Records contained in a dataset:
——

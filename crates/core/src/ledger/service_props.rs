//! Property-based tests for LedgerService.
//!
//! - Balance integrity: perturbing one side of a balanced set by a cent is
//!   rejected on create and on post
//! - Idempotent posting
//! - Transition closure: nothing leaves Voided, Posted cannot be deleted

use chrono::{NaiveDate, Utc};
use proptest::prelude::*;
use rust_decimal::Decimal;
use tally_shared::types::{AccountId, JournalLineId};

use super::entry::{EntryType, JournalEntry, JournalLine};
use super::error::LedgerError;
use super::service::LedgerService;
use super::status::{EntryStatus, TransitionDecision};
use super::types::{CreateJournalEntryInput, JournalLineInput, LineAccountInfo, NewJournalEntry};

/// Strategy to generate positive decimal amounts (0.01 to 10,000.00).
fn positive_amount() -> impl Strategy<Value = Decimal> {
    (1i64..1_000_000i64).prop_map(|cents| Decimal::new(cents, 2))
}

fn status_strategy() -> impl Strategy<Value = EntryStatus> {
    prop_oneof![
        Just(EntryStatus::Draft),
        Just(EntryStatus::Posted),
        Just(EntryStatus::Voided)
    ]
}

fn today() -> NaiveDate {
    NaiveDate::from_ymd_opt(2026, 1, 15).unwrap()
}

fn active(id: AccountId) -> Option<LineAccountInfo> {
    Some(LineAccountInfo {
        id,
        code: "1000".into(),
        is_active: true,
    })
}

/// Balanced line set: the debits are `amounts`, one credit line carries the total.
fn balanced_lines(amounts: &[Decimal]) -> Vec<JournalLineInput> {
    let total: Decimal = amounts.iter().copied().sum();
    let mut lines: Vec<JournalLineInput> = amounts
        .iter()
        .map(|a| JournalLineInput::debit(AccountId::new(), *a))
        .collect();
    lines.push(JournalLineInput::credit(AccountId::new(), total));
    lines
}

fn to_entry(new: NewJournalEntry) -> JournalEntry {
    JournalEntry {
        id: new.id,
        entry_date: new.entry_date,
        description: new.description,
        reference: new.reference,
        status: new.status,
        lines: new
            .lines
            .into_iter()
            .map(|l| JournalLine {
                id: JournalLineId::new(),
                entry_id: new.id,
                account_id: l.account_id,
                amount: l.amount,
                currency: l.currency,
                entry_type: l.entry_type,
                position: l.position,
            })
            .collect(),
        created_at: Utc::now(),
        updated_at: Utc::now(),
    }
}

proptest! {
    #![proptest_config(ProptestConfig::with_cases(100))]

    /// Balanced sets are accepted and their totals match exactly.
    #[test]
    fn prop_balanced_entry_accepted(amounts in prop::collection::vec(positive_amount(), 1..8)) {
        let input = CreateJournalEntryInput::new("prop", balanced_lines(&amounts));
        let new = LedgerService::prepare_create(input, today(), active).unwrap();
        prop_assert_eq!(new.totals.debits, new.totals.credits);
    }

    /// Moving any single line by ±0.01 makes create fail with both totals reported.
    #[test]
    fn prop_perturbed_entry_rejected_on_create(
        amounts in prop::collection::vec(positive_amount(), 1..8),
        index in any::<prop::sample::Index>(),
        up in any::<bool>(),
    ) {
        let mut lines = balanced_lines(&amounts);
        let i = index.index(lines.len());
        let delta = Decimal::new(1, 2);
        if up {
            lines[i].amount += delta;
        } else if lines[i].amount > delta {
            lines[i].amount -= delta;
        } else {
            lines[i].amount += delta;
        }

        let input = CreateJournalEntryInput::new("prop", lines);
        let result = LedgerService::prepare_create(input, today(), active);
        prop_assert!(
            matches!(result, Err(LedgerError::UnbalancedEntry { .. })),
            "perturbed entry should be rejected, got: {:?}",
            result
        );
    }

    /// A draft whose stored lines drift out of balance cannot be posted.
    #[test]
    fn prop_perturbed_draft_rejected_on_post(
        amounts in prop::collection::vec(positive_amount(), 1..8),
        index in any::<prop::sample::Index>(),
    ) {
        let input = CreateJournalEntryInput::new("prop", balanced_lines(&amounts));
        let mut entry = to_entry(LedgerService::prepare_create(input, today(), active).unwrap());
        let i = index.index(entry.lines.len());
        entry.lines[i].amount += Decimal::new(1, 2);

        let result = LedgerService::prepare_post(&entry, active);
        prop_assert!(
            matches!(result, Err(LedgerError::UnbalancedEntry { .. })),
            "expected an unbalanced entry, got {:?}",
            result
        );
    }

    /// Posting twice yields the same state as posting once.
    #[test]
    fn prop_post_idempotent(amounts in prop::collection::vec(positive_amount(), 1..8)) {
        let input = CreateJournalEntryInput::new("prop", balanced_lines(&amounts));
        let mut entry = to_entry(LedgerService::prepare_create(input, today(), active).unwrap());

        let first = LedgerService::prepare_post(&entry, active).unwrap();
        if let Some(status) = first.target() {
            entry.status = status;
        }
        let second = LedgerService::prepare_post(&entry, active).unwrap();

        prop_assert_eq!(entry.status, EntryStatus::Posted);
        prop_assert_eq!(second, TransitionDecision::Unchanged);
    }

    /// No sequence of requests leads out of Voided; Posted is never deletable.
    #[test]
    fn prop_transition_closure(requests in prop::collection::vec(status_strategy(), 0..12)) {
        let mut status = EntryStatus::Voided;
        for requested in requests {
            if let Ok(decision) = TransitionDecision::between(status, requested) {
                if let Some(next) = decision.target() {
                    status = next;
                }
            }
            prop_assert_eq!(status, EntryStatus::Voided);
        }
        prop_assert!(LedgerService::ensure_deletable(EntryStatus::Posted).is_err());
    }

    /// Only allowed moves change the status; every reachable status stays in the table.
    #[test]
    fn prop_random_walk_respects_table(requests in prop::collection::vec(status_strategy(), 0..20)) {
        let mut status = EntryStatus::Draft;
        for requested in requests {
            match TransitionDecision::between(status, requested) {
                Ok(decision) => {
                    prop_assert!(status.can_transition_to(requested));
                    if let Some(next) = decision.target() {
                        status = next;
                    }
                }
                Err(err) => {
                    prop_assert_eq!(status, EntryStatus::Voided);
                    prop_assert!(
                        matches!(err, LedgerError::InvalidTransition { .. }),
                        "expected an invalid transition, got {:?}",
                        err
                    );
                }
            }
        }
    }
}

#[test]
fn test_signed_effect_matches_entry_type() {
    let amount = Decimal::new(1234, 2);
    assert_eq!(EntryType::Debit.signed(amount), amount);
    assert_eq!(EntryType::Credit.signed(amount), -amount);
}
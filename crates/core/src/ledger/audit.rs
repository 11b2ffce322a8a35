//! Audit hook for ledger lifecycle events.
//!
//! Storage calls the observer after a write has committed, so an observer
//! never sees an event for a rolled back change.

use serde::Serialize;
use tally_shared::types::JournalEntryId;

use super::status::EntryStatus;

/// A committed change to a journal entry.
#[derive(Debug, Clone, Copy, PartialEq, Eq, Serialize)]
#[serde(tag = "event", rename_all = "snake_case")]
pub enum LedgerEvent {
    /// Entry was created.
    Created {
        /// Entry ID.
        entry_id: JournalEntryId,
        /// Initial status.
        status: EntryStatus,
    },
    /// Entry was posted.
    Posted {
        /// Entry ID.
        entry_id: JournalEntryId,
    },
    /// Entry was voided.
    Voided {
        /// Entry ID.
        entry_id: JournalEntryId,
        /// Status before voiding.
        previous: EntryStatus,
    },
    /// Posted entry was returned to draft.
    Unposted {
        /// Entry ID.
        entry_id: JournalEntryId,
    },
    /// Entry was deleted.
    Deleted {
        /// Entry ID.
        entry_id: JournalEntryId,
    },
}

impl LedgerEvent {
    /// Builds the event for a committed status flip.
    #[must_use]
    pub const fn transition(entry_id: JournalEntryId, from: EntryStatus, to: EntryStatus) -> Self {
        match to {
            EntryStatus::Posted => Self::Posted { entry_id },
            EntryStatus::Voided => Self::Voided {
                entry_id,
                previous: from,
            },
            EntryStatus::Draft => Self::Unposted { entry_id },
        }
    }

    /// Returns the affected entry.
    #[must_use]
    pub const fn entry_id(&self) -> JournalEntryId {
        match self {
            Self::Created { entry_id, .. }
            | Self::Posted { entry_id }
            | Self::Voided { entry_id, .. }
            | Self::Unposted { entry_id }
            | Self::Deleted { entry_id } => *entry_id,
        }
    }

    /// Returns a short event name.
    #[must_use]
    pub const fn name(&self) -> &'static str {
        match self {
            Self::Created { .. } => "created",
            Self::Posted { .. } => "posted",
            Self::Voided { .. } => "voided",
            Self::Unposted { .. } => "unposted",
            Self::Deleted { .. } => "deleted",
        }
    }
}

/// Receives ledger events after commit.
pub trait LedgerObserver: Send + Sync {
    /// Records one event. Must not fail or block for long.
    fn record(&self, event: &LedgerEvent);
}
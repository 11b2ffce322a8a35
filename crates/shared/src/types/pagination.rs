//! Page-based listing for accounts and journal entries.

use serde::{Deserialize, Serialize};

/// Page size used when a caller does not ask for one.
pub const DEFAULT_PER_PAGE: u32 = 20;

/// Largest page a single list call returns.
pub const MAX_PER_PAGE: u32 = 500;

/// One-based page selector for list queries.
#[derive(Debug, Clone, Copy, PartialEq, Eq, Serialize, Deserialize)]
#[serde(default)]
pub struct PageRequest {
    /// Starts at 1.
    pub page: u32,
    /// Rows per page.
    pub per_page: u32,
}

impl Default for PageRequest {
    fn default() -> Self {
        Self::first(DEFAULT_PER_PAGE)
    }
}

impl PageRequest {
    /// Builds a request and clamps it into range.
    #[must_use]
    pub fn new(page: u32, per_page: u32) -> Self {
        Self { page, per_page }.normalized()
    }

    /// The first page with the given size.
    #[must_use]
    pub fn first(per_page: u32) -> Self {
        Self::new(1, per_page)
    }

    /// Pages below 1 become 1; sizes are clamped to `1..=MAX_PER_PAGE`.
    #[must_use]
    pub fn normalized(self) -> Self {
        Self {
            page: self.page.max(1),
            per_page: self.per_page.clamp(1, MAX_PER_PAGE),
        }
    }

    /// Zero-based page index, as SeaORM paginators count pages.
    #[must_use]
    pub fn index(&self) -> u64 {
        u64::from(self.page.saturating_sub(1))
    }

    /// Row limit for one page.
    #[must_use]
    pub fn limit(&self) -> u64 {
        u64::from(self.per_page.max(1))
    }
}

/// Where a page sits in the full result set.
#[derive(Debug, Clone, Copy, PartialEq, Eq, Serialize, Deserialize)]
pub struct PageMeta {
    /// Page that was served.
    pub page: u32,
    /// Page size that was applied.
    pub per_page: u32,
    /// Matching rows across all pages.
    pub total: u64,
    /// Zero when nothing matched.
    pub total_pages: u32,
}

impl PageMeta {
    /// Computes the page count for `total` rows.
    #[must_use]
    pub fn new(request: PageRequest, total: u64) -> Self {
        let request = request.normalized();
        let pages = total.div_ceil(request.limit());
        Self {
            page: request.page,
            per_page: request.per_page,
            total,
            total_pages: u32::try_from(pages).unwrap_or(u32::MAX),
        }
    }

    /// Whether a later page holds more rows.
    #[must_use]
    pub const fn has_next(&self) -> bool {
        self.page < self.total_pages
    }
}

/// One page of list results.
#[derive(Debug, Clone, Serialize, Deserialize)]
pub struct PageResponse<T> {
    /// Rows on this page.
    pub data: Vec<T>,
    /// Page position.
    pub meta: PageMeta,
}

impl<T> PageResponse<T> {
    /// Wraps one page of rows.
    #[must_use]
    pub fn new(data: Vec<T>, request: PageRequest, total: u64) -> Self {
        Self {
            data,
            meta: PageMeta::new(request, total),
        }
    }

    /// Converts the rows, keeping the page position.
    #[must_use]
    pub fn map<U>(self, f: impl FnMut(T) -> U) -> PageResponse<U> {
        PageResponse {
            data: self.data.into_iter().map(f).collect(),
            meta: self.meta,
        }
    }
}

#[cfg(test)]
#[path = "pagination_tests.rs"]
mod tests;
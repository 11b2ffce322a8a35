//! Money helpers with decimal precision.
//!
//! CRITICAL: Never use floating-point for money calculations.
//! Amounts are `rust_decimal::Decimal` in memory and integer
//! ten-thousandths in storage.

use rust_decimal::Decimal;
use rust_decimal::prelude::ToPrimitive;
use serde::{Deserialize, Serialize};

/// Maximum number of fractional digits an amount may carry.
pub const AMOUNT_SCALE: u32 = 4;

/// Storage units per major currency unit (10^`AMOUNT_SCALE`).
pub const MINOR_UNITS_PER_MAJOR: Decimal = Decimal::from_parts(10_000, 0, 0, false, 0);

/// Largest difference between two totals still considered equal (1e-9).
pub const BALANCE_TOLERANCE: Decimal = Decimal::from_parts(1, 0, 0, false, 9);

/// Returns true when `a` and `b` differ by at most [`BALANCE_TOLERANCE`].
#[must_use]
pub fn is_within_tolerance(a: Decimal, b: Decimal) -> bool {
    (a - b).abs() <= BALANCE_TOLERANCE
}

/// Converts an amount into integer ten-thousandths.
///
/// Returns `None` when the amount has more than [`AMOUNT_SCALE`] fractional
/// digits or does not fit in an `i64`.
#[must_use]
pub fn to_minor_units(amount: Decimal) -> Option<i64> {
    if amount.normalize().scale() > AMOUNT_SCALE {
        return None;
    }
    amount.checked_mul(MINOR_UNITS_PER_MAJOR)?.to_i64()
}

/// Converts integer ten-thousandths back into a decimal amount.
///
/// The result keeps at least two fractional digits so `100` reads back as
/// `100.00`.
#[must_use]
pub fn from_minor_units(minor: i64) -> Decimal {
    let mut amount = Decimal::new(minor, AMOUNT_SCALE).normalize();
    if amount.scale() < 2 {
        amount.rescale(2);
    }
    amount
}

/// Three-letter uppercase currency code (e.g. "USD", "IDR").
///
/// Only the shape is validated; the ledger does no currency conversion.
#[derive(Debug, Clone, PartialEq, Eq, Hash, Serialize, Deserialize)]
#[serde(try_from = "String", into = "String")]
pub struct CurrencyCode(String);

/// Error returned for a malformed currency code.
#[derive(Debug, Clone, PartialEq, Eq, thiserror::Error)]
#[error("invalid currency code '{0}': expected three ASCII letters")]
pub struct InvalidCurrencyCode(pub String);

impl CurrencyCode {
    /// Default currency for lines that do not name one.
    pub const DEFAULT: &'static str = "USD";

    /// Parses a code, accepting any letter case.
    pub fn parse(code: &str) -> Result<Self, InvalidCurrencyCode> {
        let trimmed = code.trim();
        if trimmed.len() == 3 && trimmed.chars().all(|c| c.is_ascii_alphabetic()) {
            Ok(Self(trimmed.to_ascii_uppercase()))
        } else {
            Err(InvalidCurrencyCode(code.to_string()))
        }
    }

    /// Returns the code as a string slice.
    #[must_use]
    pub fn as_str(&self) -> &str {
        &self.0
    }
}

impl Default for CurrencyCode {
    fn default() -> Self {
        Self(Self::DEFAULT.to_string())
    }
}

impl std::fmt::Display for CurrencyCode {
    fn fmt(&self, f: &mut std::fmt::Formatter<'_>) -> std::fmt::Result {
        f.write_str(&self.0)
    }
}

impl std::str::FromStr for CurrencyCode {
    type Err = InvalidCurrencyCode;

    fn from_str(s: &str) -> Result<Self, Self::Err> {
        Self::parse(s)
    }
}

impl TryFrom<String> for CurrencyCode {
    type Error = InvalidCurrencyCode;

    fn try_from(value: String) -> Result<Self, Self::Error> {
        Self::parse(&value)
    }
}

impl From<CurrencyCode> for String {
    fn from(code: CurrencyCode) -> Self {
        code.0
    }
}

#[cfg(test)]
#[path = "money_tests.rs"]
mod tests;
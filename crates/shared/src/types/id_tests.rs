use super::*;
use std::collections::HashSet;

#[test]
fn test_fresh_ids_sort_by_creation() {
    let first = JournalLineId::new();
    let second = JournalLineId::new();
    assert!(first < second);
    assert_ne!(first, second);
}

#[test]
fn test_uuid_conversions_preserve_value() {
    let uuid = Uuid::now_v7();
    let id = JournalEntryId::from_uuid(uuid);
    assert_eq!(id.into_inner(), uuid);
    assert_eq!(Uuid::from(id), uuid);
    assert_eq!(JournalEntryId::from(uuid), id);
}

#[test]
fn test_display_is_bare_uuid_and_debug_names_kind() {
    let uuid = Uuid::now_v7();
    let id = AccountId::from_uuid(uuid);
    assert_eq!(id.to_string(), uuid.to_string());
    assert_eq!(format!("{id:?}"), format!("AccountId({uuid})"));
}

#[test]
fn test_parse_rejects_garbage() {
    let uuid = Uuid::now_v7();
    let id: AccountId = uuid.to_string().parse().unwrap();
    assert_eq!(id.into_inner(), uuid);
    assert!("1000".parse::<AccountId>().is_err());
}

#[test]
fn test_json_form_is_plain_uuid() {
    let uuid = Uuid::now_v7();
    let json = serde_json::to_string(&AccountId::from_uuid(uuid)).unwrap();
    assert_eq!(json, format!("\"{uuid}\""));

    let back: AccountId = serde_json::from_str(&json).unwrap();
    assert_eq!(back.into_inner(), uuid);
}

#[test]
fn test_ids_work_as_set_keys() {
    let id = AccountId::new();
    let set: HashSet<_> = [id, id, AccountId::new()].into_iter().collect();
    assert_eq!(set.len(), 2);
}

——

■ **TO DO**
Set apart and copy each line of the records that holds the word "true".

■ **ANSWER BOX**
        is_active: true,
/// Returns true when `a` and `b` differ by at most [`BALANCE_TOLERANCE`].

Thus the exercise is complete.